A new study based on a survey of over 400 family-owned businesses has found that almost half – 47% — are open to being sold within the next five years. It also notes that there are big differences in companies focused on the business side and those focused on the family side.
Ironically, the family-centric businesses are the ones most likely to consider being sold, and at the same time, are doing the least to make preparations for such a sale, such as taking steps to mitigate tax implications, according to financial services firm Rothstein Kass.
Many broadcast companies fall in the family business category, but only the larger groups would fit into the parameters of the Rothstein Kass study, which was taken during Q1 2011. It defined the respondents, saying, “All participating businesses are privately held, first-generation entities with a single family owning at least a 70 percent stake. Roughly 18 percent of participants report sales between US $10 and $30 million, and slightly more than 50 percent indicate sales between $30 and $100 million. The balance of respondents report average sales of $100 million or more.”
RK’s Tom Angell commented, “Our previous surveys of family business owners had discovered that even among those pondering a short-term sale, the majority had not taken adequate steps to prepare. Many suggested that family discord was both a motivation for considering a sale and one of the concerns most likely to derail the process.”

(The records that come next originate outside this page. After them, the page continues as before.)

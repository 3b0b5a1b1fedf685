use axum::{extract::FromRequestParts, http::header};
use jsonwebtoken::{DecodingKey, Validation, decode};
use uuid::Uuid;

use crate::{dto::auth::Claims, error::AppError};

pub const ROLE_CUSTOMER: &str = "customer";
pub const ROLE_MERCHANT: &str = "merchant";
pub const ROLE_SHIPPER: &str = "shipper";
pub const ROLE_ADMIN: &str = "admin";

#[derive(Debug, Clone)]
pub struct AuthUser {
    pub user_id: Uuid,
    pub role: String,
}

pub fn ensure_role(user: &AuthUser, role: &str) -> Result<(), AppError> {
    if user.role != role {
        return Err(AppError::Forbidden);
    }
    Ok(())
}

pub fn ensure_customer(user: &AuthUser) -> Result<(), AppError> {
    ensure_role(user, ROLE_CUSTOMER)
}

pub fn ensure_merchant(user: &AuthUser) -> Result<(), AppError> {
    ensure_role(user, ROLE_MERCHANT)
}

pub fn ensure_shipper(user: &AuthUser) -> Result<(), AppError> {
    ensure_role(user, ROLE_SHIPPER)
}

pub fn is_admin(user: &AuthUser) -> bool {
    user.role == ROLE_ADMIN
}

impl<S> FromRequestParts<S> for AuthUser
where
    S: Send + Sync,
{
    type Rejection = AppError;
    async fn from_request_parts(
        parts: &mut axum::http::request::Parts,
        _state: &S,
    ) -> Result<Self, Self::Rejection> {
        let auth_header = parts
            .headers
            .get(header::AUTHORIZATION)
            .ok_or_else(|| AppError::BadRequest("Missing Authorization header".into()))?;

        let auth_str = auth_header
            .to_str()
            .map_err(|_| AppError::BadRequest("Invalid Authorization header".into()))?;

        if !auth_str.starts_with("Bearer ") {
            return Err(AppError::BadRequest("Invalid Authorization scheme".into()));
        }
        let token = auth_str.trim_start_matches("Bearer ").trim();

        let secret = std::env::var("JWT_SECRET")
            .map_err(|_| AppError::Internal(anyhow::anyhow!("JWT_SECRET is not set")))?;

        let decoded = decode::<Claims>(
            token,
            &DecodingKey::from_secret(secret.as_bytes()),
            &Validation::default(),
        )
        .map_err(|_| AppError::BadRequest("Invalid or expired token".into()))?;

        let user_id = Uuid::parse_str(&decoded.claims.sub)
            .map_err(|_| AppError::BadRequest("Invalid user id in token".into()))?;

        Ok(AuthUser {
            user_id,
            role: decoded.claims.role.clone(),
        })
    }
}
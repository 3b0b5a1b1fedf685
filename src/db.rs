use anyhow::Result;
use sea_orm::{ConnectionTrait, Database, DatabaseConnection, Statement};
use sqlx::postgres::PgPoolOptions;
use std::path::PathBuf;
use tokio::fs;

pub type DbPool = sqlx::PgPool;
pub type OrmConn = DatabaseConnection;

/// Create the sqlx pool used by the raw-query paths (auth, audit).
pub async fn create_pool(database_url: &str) -> Result<DbPool> {
    let pool = PgPoolOptions::new()
        .max_connections(10)
        .connect(database_url)
        .await?;
    Ok(pool)
}

/// Create a SeaORM connection for the domain services.
pub async fn create_orm_conn(database_url: &str) -> Result<OrmConn> {
    let conn = Database::connect(database_url).await?;
    Ok(conn)
}

/// Minimal migration runner that executes SQL files in `migrations/` in filename order.
pub async fn run_migrations(conn: &OrmConn) -> Result<()> {
    let mut entries = fs::read_dir("migrations").await?;
    let mut files: Vec<PathBuf> = Vec::new();
    while let Some(entry) = entries.next_entry().await? {
        let path = entry.path();
        if path.is_file() {
            files.push(path);
        }
    }
    files.sort();

    let backend = conn.get_database_backend();
    for file in files {
        let sql = fs::read_to_string(&file).await?;
        // Postgres prepared statements cannot contain multiple commands,
        // so split the migration file and run each statement individually.
        for stmt in sql.split(';') {
            let stmt = stmt.trim();
            if stmt.is_empty() {
                continue;
            }
            let statement = format!("{stmt};");
            conn.execute(Statement::from_string(backend, statement))
                .await?;
        }
    }

    Ok(())
}
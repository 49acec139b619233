//! HTTP Client Abstraction
//!
//! Provides async HTTP operations with bearer auth, retry policy and streamed
//! downloads for large assets.

use async_trait::async_trait;
use bytes::Bytes;
use serde::{de::DeserializeOwned, Serialize};
use std::collections::HashMap;
use std::fmt;
use std::time::Duration;
use tokio::io::AsyncRead;

use crate::error::{BridgeError, Result};

/// HTTP method types
#[derive(Debug, Clone, Copy, PartialEq, Eq)]
pub enum HttpMethod {
    Get,
    Post,
    Put,
    Patch,
    Delete,
    Head,
}

/// HTTP request builder
#[derive(Debug, Clone)]
pub struct HttpRequest {
    pub method: HttpMethod,
    pub url: String,
    pub headers: HashMap<String, String>,
    pub body: Option<Bytes>,
    pub timeout: Option<Duration>,
}

impl HttpRequest {
    pub fn new(method: HttpMethod, url: impl Into<String>) -> Self {
        Self {
            method,
            url: url.into(),
            headers: HashMap::new(),
            body: None,
            timeout: None,
        }
    }

    pub fn header(mut self, key: impl Into<String>, value: impl Into<String>) -> Self {
        self.headers.insert(key.into(), value.into());
        self
    }

    pub fn bearer_token(self, token: impl Into<String>) -> Self {
        self.header("Authorization", format!("Bearer {}", token.into()))
    }

    pub fn json<T: Serialize>(mut self, body: &T) -> Result<Self> {
        let json = serde_json::to_vec(body).map_err(|e| {
            BridgeError::OperationFailed(format!("JSON serialization failed: {}", e))
        })?;
        self.body = Some(Bytes::from(json));
        self.headers
            .insert("Content-Type".to_string(), "application/json".to_string());
        Ok(self)
    }

    /// Attach an `application/x-www-form-urlencoded` body.
    pub fn form(mut self, encoded: impl Into<String>) -> Self {
        self.body = Some(Bytes::from(encoded.into()));
        self.headers.insert(
            "Content-Type".to_string(),
            "application/x-www-form-urlencoded".to_string(),
        );
        self
    }

    pub fn body(mut self, body: Bytes) -> Self {
        self.body = Some(body);
        self
    }

    pub fn timeout(mut self, duration: Duration) -> Self {
        self.timeout = Some(duration);
        self
    }
}

/// HTTP response
#[derive(Debug)]
pub struct HttpResponse {
    pub status: u16,
    pub headers: HashMap<String, String>,
    pub body: Bytes,
}

impl HttpResponse {
    /// Parse response body as JSON
    pub fn json<T: DeserializeOwned>(&self) -> Result<T> {
        serde_json::from_slice(&self.body).map_err(|e| {
            BridgeError::OperationFailed(format!("JSON deserialization failed: {}", e))
        })
    }

    /// Get response body as UTF-8 string
    pub fn text(&self) -> Result<String> {
        String::from_utf8(self.body.to_vec())
            .map_err(|e| BridgeError::OperationFailed(format!("Invalid UTF-8: {}", e)))
    }

    /// Case-insensitive header lookup
    pub fn header(&self, name: &str) -> Option<&str> {
        self.headers
            .iter()
            .find(|(key, _)| key.eq_ignore_ascii_case(name))
            .map(|(_, value)| value.as_str())
    }

    /// Check if response status is successful (2xx)
    pub fn is_success(&self) -> bool {
        (200..300).contains(&self.status)
    }

    /// Check if response status indicates a client error (4xx)
    pub fn is_client_error(&self) -> bool {
        (400..500).contains(&self.status)
    }

    /// Check if response status indicates a server error (5xx)
    pub fn is_server_error(&self) -> bool {
        (500..600).contains(&self.status)
    }
}

/// Retry policy configuration
#[derive(Debug, Clone)]
pub struct RetryPolicy {
    /// Maximum number of retry attempts
    pub max_attempts: u32,
    /// Base delay between retries
    pub base_delay: Duration,
    /// Maximum delay between retries
    pub max_delay: Duration,
    /// Whether to use exponential backoff
    pub use_exponential_backoff: bool,
}

impl RetryPolicy {
    /// Single attempt; callers that run their own backoff use this.
    pub fn no_retry() -> Self {
        Self {
            max_attempts: 1,
            ..Self::default()
        }
    }
}

impl Default for RetryPolicy {
    fn default() -> Self {
        Self {
            max_attempts: 3,
            base_delay: Duration::from_millis(100),
            max_delay: Duration::from_secs(30),
            use_exponential_backoff: true,
        }
    }
}

/// Streamed response body.
///
/// Returned by [`HttpClient::download_stream`] for any status code so callers
/// can map 401/403/429 themselves. The body reader yields the raw payload.
pub struct HttpDownload {
    pub status: u16,
    pub headers: HashMap<String, String>,
    pub content_length: Option<u64>,
    pub body: Box<dyn AsyncRead + Send + Unpin>,
}

impl HttpDownload {
    pub fn is_success(&self) -> bool {
        (200..300).contains(&self.status)
    }

    /// Case-insensitive header lookup
    pub fn header(&self, name: &str) -> Option<&str> {
        self.headers
            .iter()
            .find(|(key, _)| key.eq_ignore_ascii_case(name))
            .map(|(_, value)| value.as_str())
    }
}

impl fmt::Debug for HttpDownload {
    fn fmt(&self, f: &mut fmt::Formatter<'_>) -> fmt::Result {
        f.debug_struct("HttpDownload")
            .field("status", &self.status)
            .field("content_length", &self.content_length)
            .finish_non_exhaustive()
    }
}

/// Async HTTP client trait
///
/// This trait abstracts HTTP operations to allow platform-specific implementations.
/// Implementations should handle:
/// - Automatic retry with exponential backoff (per [`RetryPolicy`])
/// - TLS certificate validation
/// - Connection pooling and keep-alive
///
/// # Example
///
/// ```ignore
/// use bridge_traits::http::{HttpClient, HttpRequest, HttpMethod};
///
/// async fn fetch_data(client: &dyn HttpClient) -> Result<String> {
///     let request = HttpRequest::new(HttpMethod::Get, "https://api.example.com/data")
///         .bearer_token("token");
///     
///     let response = client.execute(request).await?;
///     response.text()
/// }
/// ```
#[async_trait]
pub trait HttpClient: Send + Sync {
    /// Execute an HTTP request
    ///
    /// # Errors
    ///
    /// Returns error if:
    /// - Network connection fails
    /// - TLS validation fails
    /// - Request times out
    /// - Maximum retries exceeded
    async fn execute(&self, request: HttpRequest) -> Result<HttpResponse>;

    /// Execute an HTTP request with custom retry policy
    async fn execute_with_retry(
        &self,
        request: HttpRequest,
        policy: RetryPolicy,
    ) -> Result<HttpResponse> {
        // Default implementation: just call execute
        // Implementations can override for custom retry logic
        let _ = policy; // Mark as used
        self.execute(request).await
    }

    /// Issue a request and return the body as a stream of bytes
    ///
    /// This is useful for large files that should not be loaded entirely into memory.
    /// Non-2xx statuses are returned, not converted into errors.
    async fn download_stream(&self, request: HttpRequest) -> Result<HttpDownload>;

    /// Check network connectivity
    async fn is_connected(&self) -> bool {
        // Default implementation: try a simple HEAD request
        true
    }
}

#[cfg(test)]
mod tests {
    use super::*;

    #[test]
    fn test_http_request_builder() {
        let request = HttpRequest::new(HttpMethod::Get, "https://example.com")
            .header("User-Agent", "test")
            .bearer_token("secret")
            .timeout(Duration::from_secs(30));

        assert_eq!(request.url, "https://example.com");
        assert_eq!(request.headers.get("User-Agent"), Some(&"test".to_string()));
        assert!(request.headers.contains_key("Authorization"));
    }

    #[test]
    fn test_form_body_sets_content_type() {
        let request = HttpRequest::new(HttpMethod::Post, "https://example.com/token")
            .form("grant_type=refresh_token");

        assert_eq!(
            request.headers.get("Content-Type"),
            Some(&"application/x-www-form-urlencoded".to_string())
        );
        assert_eq!(request.body, Some(Bytes::from("grant_type=refresh_token")));
    }

    #[test]
    fn test_header_lookup_ignores_case() {
        let mut headers = HashMap::new();
        headers.insert("retry-after".to_string(), "7".to_string());
        let response = HttpResponse {
            status: 429,
            headers,
            body: Bytes::new(),
        };

        assert_eq!(response.header("Retry-After"), Some("7"));
        assert!(response.is_client_error());
    }

    #[test]
    fn test_http_response_status_checks() {
        let response = HttpResponse {
            status: 200,
            headers: HashMap::new(),
            body: Bytes::from("test"),
        };

        assert!(response.is_success());
        assert!(!response.is_client_error());
        assert!(!response.is_server_error());
    }
}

Angell continued, “At the same time, we encountered a number of businesses that were less affected by family strife due to their unwavering focus on enterprise management.”
Angell noted that the less family-oriented, the better the company was likely to be as a going concern. “Our latest research delved deeper into the family business community to explain this phenomenon. In the process, we discovered that over 40 percent of family businesses are so in name only, with family members not actively involved in managing the business. Isolating legitimate business objectives from family issues and other outside distractions better positions the enterprise to support long-term objectives. The benefits of this strategy are apparent throughout the life span of the business, and can support a more orderly and profitable sale, whether owners ultimately intend to sell to private equity funds, strategic buyers, or transfer the asset to family members.”
RBR-TVBR observation: The sale of a broadcast family business brings a whole set of obstacles to overcome – the chief ones being the necessity of clearing various regulatory hurdles (such as local ownership caps) and bringing aboard a few of those elusive financial backers.